We have DOT 9.1 clusters that have 2-3 HA pairs in each cluster. On top of that, each HA pair of said cluster is actually built into a smaller "availability domain" of compute and network resources.
In this environment, we do not desire LIFs to failover to other HA pairs unless absolutely needed. We want the LIFs to stay local to the HA pair if possible. We also have no "NEED" for rolling upgrades, though it is nice to have, if using brodcast-domain-wide failover policy will generally give us local HA pair LIF failover before failing over outside the HA pair, I'd rather dump system-defined policy with rolling upgrades.
Can anyone clear up for me how these two policies choose the next port to failover to, it would be much appreciated!
Every environment is unique and the failover policies include the widest possible set of options to meet any specific need. LIFs will failover to alternative ports for two reasons - node failure and port failure (either on the storage controller or at the upstream switch). Thus the options have to account for the causes of failover and redundancy needs.
Your state use case is to prefer that ports stay local to the HA pair. That implies a failover policy of "sfo-partner-only". For a node based failover, this would seem to make sense on the surface. If a node in an HA pair fails, the data aggregates will go to the HA partner. So let's say we have LIF A on node A, and node A fails to node B. Having LIF A migrate to a port on node B keeps the access through LIF A local, which is generally preferred. But, that failover strategy comes with a potential price.
Consider that Node A and Node B each have a port channel to upstream switches, with matching VLAN configurations, etc. It would make sense in this regard for LIF A, running on the port channel from node A would fail to the matching port channel on node B. Assume also, in the interests of redundancy, you have a second LIF that normally runs on node B in the same SVM which is used for direct access to data normally on node B. It also provides a small measure of redundancy in that you have two access points to data on the same SVM. But in this failover configuration, both access points are now running on a single port channel. If something would happen to that port channel (or single port if so configured) both access points to the local HA pair would go down together. Without a conscious design to ensure there is additional redundancy, there is a small loophole through which all access to some data could be lost.
You might consider this a convoluted way to describe the coupling of failure domains. Another combination of events might be network switch maintenance that purposely takes down specific links, then having the "other" node fail unexpectedly severing both access points.
That's where system-defined comes into play. System-defined defaults to auto-migrating a LIF to a separate HA pair intentionally in an effort to keep the migrated LIF as independent as possible from any associated LIF on the HA partner node. Granted, the level of separation might not be great, but the system tries to keep it as wide as possible.
Finally, broadcast-domain-wide is the failover mode used to keep communication as highly available as possible for those LIFs that by nature can only be single pointed. For instance, it really doesn't matter where the cluster-management interface lives, but you want as wide availability as possible so that you always have access to the primary cluster interface.

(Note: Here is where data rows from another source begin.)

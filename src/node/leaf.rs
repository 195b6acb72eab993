use std::fmt::{Debug, Display};
use std::marker::PhantomData;
use std::ops::Range;

use super::{Bucket, Hasher, Size};
use crate::{Proof, TreeError};

/// An application level leaf: a sub range of the tree space and what it holds.
///
/// A leaf without payload marks its range as unallocated. Its bucket commits to
/// all zeroes, which is what makes exclusion proofs possible.
pub struct Leaf<const HASH_SIZE: usize, H: Hasher<HASH_SIZE> + Clone> {
    range: Range<Size>,
    payload: Option<Vec<u8>>,
    _phantom: PhantomData<H>,
}

impl<const HASH_SIZE: usize, H: Hasher<HASH_SIZE> + Clone> Leaf<HASH_SIZE, H> {
    /// Creates a new [`Leaf`]. Fails if the range ends before it starts.
    pub fn new(range: Range<Size>, payload: Option<Vec<u8>>) -> Result<Self, TreeError> {
        if range.end < range.start {
            return Err(TreeError::InvalidRange {
                start: range.start,
                end: range.end,
            });
        }
        Ok(Self {
            range,
            payload,
            _phantom: PhantomData,
        })
    }

    /// Creates a leaf that proves `range` is unallocated.
    pub fn empty(range: Range<Size>) -> Result<Self, TreeError> {
        Self::new(range, None)
    }

    pub fn range(&self) -> &Range<Size> {
        &self.range
    }

    pub fn payload(&self) -> Option<&[u8]> {
        self.payload.as_deref()
    }

    /// Size of the covered range.
    pub fn size(&self) -> Size {
        self.range.end - self.range.start
    }

    /// Converts the leaf into its canonical bucket. This function performs a
    /// hash when the leaf holds a payload.
    pub fn bucket(&self) -> Bucket<HASH_SIZE, H> {
        Bucket::leaf(self.size(), self.payload())
    }

    /// Verifies that `proof` places this leaf, with its content, at its range
    /// under `root`.
    pub fn verify(&self, root: &Bucket<HASH_SIZE, H>, proof: &Proof<HASH_SIZE, H>) -> bool {
        proof.verify(root, &self.bucket(), &self.range).is_ok()
    }
}

/// Checks that `leaves` tile `0..total` in order, without gaps or overlaps.
///
/// Tree construction doesn't call this. Callers that can't vouch for their
/// leaf layout should run it before building.
pub fn check_contiguous<const HASH_SIZE: usize, H: Hasher<HASH_SIZE> + Clone>(
    leaves: &[Leaf<HASH_SIZE, H>],
) -> Result<(), TreeError> {
    if leaves.is_empty() {
        return Err(TreeError::EmptyInput);
    }
    let mut expected = 0;
    for (index, leaf) in leaves.iter().enumerate() {
        if leaf.range.start != expected {
            return Err(TreeError::NonContiguousLeaves {
                index,
                expected,
                found: leaf.range.start,
            });
        }
        expected = leaf.range.end;
    }
    Ok(())
}

impl<const HASH_SIZE: usize, H: Hasher<HASH_SIZE> + Clone> Clone for Leaf<HASH_SIZE, H> {
    fn clone(&self) -> Self {
        Self {
            range: self.range.clone(),
            payload: self.payload.clone(),
            _phantom: PhantomData,
        }
    }
}

impl<const HASH_SIZE: usize, H: Hasher<HASH_SIZE> + Clone> Debug for Leaf<HASH_SIZE, H> {
    fn fmt(&self, f: &mut std::fmt::Formatter<'_>) -> std::fmt::Result {
        f.debug_struct("Leaf")
            .field("range", &self.range)
            .field("payload", &self.payload)
            .finish()
    }
}

impl<const HASH_SIZE: usize, H: Hasher<HASH_SIZE> + Clone> Display for Leaf<HASH_SIZE, H> {
    fn fmt(&self, f: &mut std::fmt::Formatter<'_>) -> std::fmt::Result {
        match self.payload() {
            Some(payload) => write!(
                f,
                "Leaf {{ range: {:?}, payload: {} }}",
                self.range,
                hex::encode(payload)
            ),
            None => write!(f, "Leaf {{ range: {:?}, empty }}", self.range),
        }
    }
}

The various failover modes give you the ability to use as much or as little freedom in network failure domain design as you desire. For those with basic needs, default settings generally lean to the side of availability and as much functionality as possible (such as update strategies). In your case where it sounds like you have very specific network design requirements, it is sensible that some of the design choices don't have value in your environment.
Thanks for the great explination and quick response!
I have one follow-up question if you don't mind? I do understand what you have said about the use cases for each of these policies and how they would be used in certain situations. I wonder about the failover policy "brodcast-wide". If the active port were to fail, is there any way to know where that port will failover to in the cluster? does it have a prefered location, like local-first, or just next-available? or is it a completely random port from the failover-group?
For each of the failover policies I imagine there is an algorithmic determination of the "best" one in some fashion. There could be multiple choices of "landing" port in any of the policies if enough ports are configured on a given node/resource.
Sorry, but I don't have any idea how ONTAP selects between multiple potential port failover targets.
"system defined" will fail LIF's over to home port or non-HA ports. However, we have a few vservers, some LIF's use defined "failover groups" for the failover-group, and some other LIF's within the same vserver use "broadcast domain" as the failover-group, both cases use 'system defined' policy.
Further, these LIF's using the "failover group" since it defined ports in the same HA as the failover targets, these LIF's will be failed to ports in the same HA. That would be against what "system defined" is supposed to do.
Should I replace the "failover group" by using the broadcast domain instead? Thus, all LIF's in this vserver will be using the broadcast domain. Will this change cause any issues?
My 2nd question, if I use broadcast domain as the failover-group, then any use cases that I need to use a separted "failover group"?